**RECORDS FOR THE TASK**

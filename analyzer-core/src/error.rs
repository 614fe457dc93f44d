use thiserror::Error;

pub type Result<T> = std::result::Result<T, AnalyzerError>;

#[derive(Error, Debug)]
pub enum AnalyzerError {
    /// 源库不可达、认证失败、超时或被取消
    #[error("{0}")]
    Connection(String),

    /// dump 文本或系统目录返回内容无法解析
    #[error("{0}")]
    Parse(String),

    /// 内部不变量被破坏（通常意味着适配器缺陷）
    #[error("{0}")]
    Validation(String),

    /// 不支持的源类型或功能
    #[error("{0}")]
    Unsupported(String),

    #[error("invalid run state transition: {0}")]
    InvalidTransition(String),

    #[error("configuration error: {0}")]
    Config(#[from] toml::de::Error),

    #[error("io error: {0}")]
    Io(#[from] std::io::Error),

    #[error("serialization error: {0}")]
    Serde(#[from] serde_json::Error),
}

// sqlx 错误：网络/TLS/连接池类归为连接错误，其余（SQL执行、解码）归为目录读取错误
impl From<sqlx::Error> for AnalyzerError {
    fn from(err: sqlx::Error) -> Self {
        match err {
            sqlx::Error::Io(_)
            | sqlx::Error::Tls(_)
            | sqlx::Error::Configuration(_)
            | sqlx::Error::Protocol(_)
            | sqlx::Error::PoolTimedOut
            | sqlx::Error::PoolClosed
            | sqlx::Error::WorkerCrashed => AnalyzerError::Connection(err.to_string()),
            other => AnalyzerError::Parse(format!("unreadable catalog response: {other}")),
        }
    }
}

impl From<tiberius::error::Error> for AnalyzerError {
    fn from(err: tiberius::error::Error) -> Self {
        match &err {
            tiberius::error::Error::Server(_) | tiberius::error::Error::Conversion(_) => {
                AnalyzerError::Parse(format!("unreadable catalog response: {err}"))
            }
            _ => AnalyzerError::Connection(err.to_string()),
        }
    }
}

impl AnalyzerError {
    pub fn connection(msg: impl Into<String>) -> Self {
        Self::Connection(msg.into())
    }

    pub fn parse(msg: impl Into<String>) -> Self {
        Self::Parse(msg.into())
    }

    pub fn validation(msg: impl Into<String>) -> Self {
        Self::Validation(msg.into())
    }

    pub fn unsupported(msg: impl Into<String>) -> Self {
        Self::Unsupported(msg.into())
    }
}
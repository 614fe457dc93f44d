use crate::dialect::DialectFamily;
use once_cell::sync::Lazy;
use regex::Regex;

static DELIMITER_REGEX: Lazy<Regex> =
    Lazy::new(|| Regex::new(r"(?i)^DELIMITER\s+(\S+)\s*$").expect("valid regex"));

static GO_REGEX: Lazy<Regex> =
    Lazy::new(|| Regex::new(r"(?i)^GO(?:\s+\d+)?\s*;?\s*$").expect("valid regex"));

static COPY_STDIN_REGEX: Lazy<Regex> =
    Lazy::new(|| Regex::new(r"(?is)^COPY\b.*\bFROM\s+stdin\b").expect("valid regex"));

// MSSQL 中这些语句体内的分号不结束语句，只有 GO 才结束
static MSSQL_ROUTINE_REGEX: Lazy<Regex> = Lazy::new(|| {
    Regex::new(r"(?i)^(?:CREATE|ALTER)\s+(?:OR\s+ALTER\s+)?(?:PROC|PROCEDURE|FUNCTION|TRIGGER)\b")
        .expect("valid regex")
});

static DOLLAR_TAG_REGEX: Lazy<Regex> =
    Lazy::new(|| Regex::new(r"^\$(?:[A-Za-z_][A-Za-z0-9_]*)?\$").expect("valid regex"));

/// dump 中切分出的一条语句
#[derive(Debug, Clone, PartialEq, Eq)]
pub struct SqlStatement {
    /// 去掉注释后的语句文本，不含结束符
    pub text: String,
    /// 语句起始行（从 1 开始）
    pub line: usize,
}

/// 将 dump 文本切分为语句
///
/// 注释被去掉，MySQL 可执行注释 `/*!40101 ... */` 的内容保留；
/// 支持 DELIMITER、PostgreSQL 美元引号与 COPY 数据块、MSSQL 的 GO 批分隔符，
/// psql 元命令（`\connect` 等）整行忽略。
pub fn split_statements(content: &str, family: DialectFamily) -> Vec<SqlStatement> {
    Splitter::new(content, family).run()
}

struct Splitter<'a> {
    content: &'a str,
    family: DialectFamily,
    pos: usize,
    line: usize,
    delimiter: String,
    current: String,
    current_line: usize,
    statements: Vec<SqlStatement>,
    at_line_start: bool,
    in_copy_data: bool,
    exec_comment_depth: usize,
    has_go_batches: bool,
}

impl<'a> Splitter<'a> {
    fn new(content: &'a str, family: DialectFamily) -> Self {
        let has_go_batches = family == DialectFamily::Mssql
            && content.lines().any(|line| GO_REGEX.is_match(line.trim()));

        Self {
            content,
            family,
            pos: 0,
            line: 1,
            delimiter: ";".to_string(),
            current: String::new(),
            current_line: 1,
            statements: Vec::new(),
            at_line_start: true,
            in_copy_data: false,
            exec_comment_depth: 0,
            has_go_batches,
        }
    }

    fn run(mut self) -> Vec<SqlStatement> {
        while self.pos < self.content.len() {
            if self.at_line_start {
                self.at_line_start = false;
                if self.handle_line_directive() {
                    continue;
                }
            }

            let content = self.content;
            let rest = &content[self.pos..];

            if rest.starts_with("--") {
                self.skip_line_comment();
                continue;
            }
            if rest.starts_with('#') && self.family == DialectFamily::Mysql {
                self.skip_line_comment();
                continue;
            }
            if rest.starts_with("/*!") || rest.starts_with("/*M!") {
                self.open_exec_comment();
                continue;
            }
            if rest.starts_with("*/") && self.exec_comment_depth > 0 {
                self.exec_comment_depth -= 1;
                self.pos += 2;
                self.current.push(' ');
                continue;
            }
            if rest.starts_with("/*") {
                self.skip_block_comment();
                continue;
            }
            if self.at_delimiter(rest) {
                let delimiter_len = self.delimiter.len();
                self.pos += delimiter_len;
                self.finish_statement();
                continue;
            }

            let Some(ch) = rest.chars().next() else {
                break;
            };
            match ch {
                '\'' => self.copy_quoted('\'', '\''),
                '"' => self.copy_quoted('"', '"'),
                '`' if self.family == DialectFamily::Mysql => self.copy_quoted('`', '`'),
                '[' if self.family == DialectFamily::Mssql => self.copy_quoted('[', ']'),
                '$' if self.family == DialectFamily::Postgres && self.copy_dollar_quoted() => {}
                _ => self.push_char(ch),
            }
        }

        self.flush();
        self.statements
    }

    /// 处理行首的指令行，返回 true 表示整行已消费
    fn handle_line_directive(&mut self) -> bool {
        let content = self.content;
        let line_end = content[self.pos..]
            .find('\n')
            .map(|p| self.pos + p)
            .unwrap_or(content.len());
        let trimmed = content[self.pos..line_end].trim();

        let consumed = if self.in_copy_data {
            if trimmed == "\\." {
                self.in_copy_data = false;
            }
            true
        } else {
            match self.family {
                DialectFamily::Mysql => match DELIMITER_REGEX.captures(trimmed) {
                    Some(caps) => {
                        self.flush();
                        self.delimiter = caps[1].to_string();
                        true
                    }
                    None => false,
                },
                DialectFamily::Mssql => {
                    if GO_REGEX.is_match(trimmed) {
                        self.flush();
                        true
                    } else {
                        false
                    }
                }
                DialectFamily::Postgres => trimmed.starts_with('\\') && self.current.trim().is_empty(),
            }
        };

        if consumed {
            self.pos = (line_end + 1).min(content.len());
            self.line += 1;
            self.at_line_start = true;
        }
        consumed
    }

    fn at_delimiter(&self, rest: &str) -> bool {
        if !rest.starts_with(self.delimiter.as_str()) {
            return false;
        }
        if self.delimiter == ";" && self.has_go_batches {
            return !MSSQL_ROUTINE_REGEX.is_match(self.current.trim_start());
        }
        true
    }

    fn push_char(&mut self, ch: char) {
        if self.current.trim().is_empty() && !ch.is_whitespace() {
            self.current_line = self.line;
        }
        if ch == '\n' {
            self.line += 1;
            self.at_line_start = true;
        }
        self.current.push(ch);
        self.pos += ch.len_utf8();
    }

    fn skip_line_comment(&mut self) {
        match self.content[self.pos..].find('\n') {
            Some(offset) => self.pos += offset,
            None => self.pos = self.content.len(),
        }
    }

    fn skip_block_comment(&mut self) {
        let body_start = self.pos + 2;
        let end = self.content[body_start..]
            .find("*/")
            .map(|p| body_start + p + 2)
            .unwrap_or(self.content.len());
        self.line += self.content[self.pos..end].matches('\n').count();
        self.pos = end;
        self.current.push(' ');
    }

    /// `/*!40101` 或 `/*M!100316`：跳过前缀与版本号，内容按普通 SQL 处理
    fn open_exec_comment(&mut self) {
        let prefix = if self.content[self.pos..].starts_with("/*M!") { 4 } else { 3 };
        self.pos += prefix;
        while let Some(ch) = self.content[self.pos..].chars().next() {
            if !ch.is_ascii_digit() {
                break;
            }
            self.pos += 1;
        }
        self.exec_comment_depth += 1;
        self.current.push(' ');
    }

    /// 原样复制引号内容，`''` 形式的转义与 MySQL 反斜杠转义都保留
    fn copy_quoted(&mut self, open: char, close: char) {
        self.push_char(open);
        let backslash_escapes = open == '\'' && self.family == DialectFamily::Mysql;

        while let Some(ch) = self.content[self.pos..].chars().next() {
            if backslash_escapes && ch == '\\' {
                self.push_char(ch);
                if let Some(next) = self.content[self.pos..].chars().next() {
                    self.push_char(next);
                }
                continue;
            }
            self.push_char(ch);
            if ch == close {
                if self.content[self.pos..].starts_with(close) {
                    self.push_char(close);
                    continue;
                }
                break;
            }
        }
    }

    /// `$tag$ ... $tag$`；不是美元引号时返回 false
    fn copy_dollar_quoted(&mut self) -> bool {
        let rest = &self.content[self.pos..];
        let Some(tag) = DOLLAR_TAG_REGEX.find(rest).map(|m| m.as_str().to_string()) else {
            return false;
        };

        let body_start = self.pos + tag.len();
        let end = self.content[body_start..]
            .find(tag.as_str())
            .map(|p| body_start + p + tag.len())
            .unwrap_or(self.content.len());

        let quoted = &self.content[self.pos..end];
        if self.current.trim().is_empty() {
            self.current_line = self.line;
        }
        self.line += quoted.matches('\n').count();
        self.current.push_str(quoted);
        self.pos = end;
        true
    }

    fn finish_statement(&mut self) {
        if self.family == DialectFamily::Postgres && COPY_STDIN_REGEX.is_match(self.current.trim()) {
            self.in_copy_data = true;
        }
        self.flush();
    }

    fn flush(&mut self) {
        let text = self.current.trim();
        if !text.is_empty() {
            self.statements.push(SqlStatement {
                text: text.to_string(),
                line: self.current_line,
            });
        }
        self.current.clear();
    }
}

#[cfg(test)]
mod tests {
    use super::*;

    fn texts(content: &str, family: DialectFamily) -> Vec<String> {
        split_statements(content, family)
            .into_iter()
            .map(|s| s.text)
            .collect()
    }

    #[test]
    fn test_split_strips_comments_and_tracks_lines() {
        let sql = "-- header\n/* block\ncomment */\nCREATE TABLE a (id INT);\n\n# mysql comment\nCREATE TABLE b (id INT);\n";
        let statements = split_statements(sql, DialectFamily::Mysql);
        assert_eq!(statements.len(), 2);
        assert_eq!(statements[0].text, "CREATE TABLE a (id INT)");
        assert_eq!(statements[0].line, 4);
        assert_eq!(statements[1].line, 7);
    }

    #[test]
    fn test_split_keeps_semicolons_in_strings() {
        let sql = "CREATE TABLE t (a VARCHAR(10) DEFAULT 'x;y', b TEXT COMMENT 'it''s; fine');SET x = 1;";
        let statements = texts(sql, DialectFamily::Mysql);
        assert_eq!(statements.len(), 2);
        assert!(statements[0].contains("'x;y'"));
        assert!(statements[0].contains("'it''s; fine'"));
    }

    #[test]
    fn test_split_unwraps_mysql_executable_comments() {
        let sql = "/*!40101 SET NAMES utf8mb4 */;\n/*!50001 CREATE ALGORITHM=UNDEFINED */\n/*!50001 VIEW `v` AS select 1 AS `id` */;\n";
        let statements = texts(sql, DialectFamily::Mysql);
        assert_eq!(statements.len(), 2);
        assert_eq!(statements[0], "SET NAMES utf8mb4");
        assert!(statements[1].starts_with("CREATE ALGORITHM=UNDEFINED"));
        assert!(statements[1].contains("VIEW `v` AS select 1"));
    }

    #[test]
    fn test_split_honours_delimiter_directive() {
        let sql = "DELIMITER ;;\nCREATE TRIGGER trg BEFORE INSERT ON t FOR EACH ROW BEGIN SET NEW.a = 1; END ;;\nDELIMITER ;\nCREATE TABLE t (a INT);\n";
        let statements = texts(sql, DialectFamily::Mysql);
        assert_eq!(statements.len(), 2);
        assert!(statements[0].contains("SET NEW.a = 1; END"));
        assert_eq!(statements[1], "CREATE TABLE t (a INT)");
    }

    #[test]
    fn test_split_postgres_dollar_quotes_copy_and_meta_commands() {
        let sql = r#"\connect shop
CREATE FUNCTION f() RETURNS trigger AS $$
BEGIN
  NEW.updated = now(); RETURN NEW;
END;
$$ LANGUAGE plpgsql;
COPY public.users (id, name) FROM stdin;
1	alice; bob
\.
CREATE TABLE public.users (id integer);
"#;
        let statements = texts(sql, DialectFamily::Postgres);
        assert_eq!(statements.len(), 3);
        assert!(statements[0].contains("RETURN NEW;"));
        assert!(statements[1].starts_with("COPY public.users"));
        assert_eq!(statements[2], "CREATE TABLE public.users (id integer)");
    }

    #[test]
    fn test_split_mssql_go_batches() {
        let sql = "SET ANSI_NULLS ON\nGO\nCREATE PROCEDURE dbo.p AS BEGIN SELECT 1; SELECT 2; END\nGO\nCREATE TABLE [dbo].[t] ([id] [int] NOT NULL)\nGO\n";
        let statements = texts(sql, DialectFamily::Mssql);
        assert_eq!(statements.len(), 3);
        assert!(statements[1].contains("SELECT 1; SELECT 2; END"));
        assert!(statements[2].starts_with("CREATE TABLE [dbo].[t]"));
    }

    #[test]
    fn test_split_trailing_statement_without_terminator() {
        let statements = texts("CREATE TABLE a (id INT)", DialectFamily::Postgres);
        assert_eq!(statements, vec!["CREATE TABLE a (id INT)"]);
    }
}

**WORK TO COMPLETE**
Every line of the listing that includes the word "Debug" forms the answer.

**SOLUTION FOR THIS EXERCISE**
#[derive(Error, Debug)]
#[derive(Debug, Clone, PartialEq, Eq)]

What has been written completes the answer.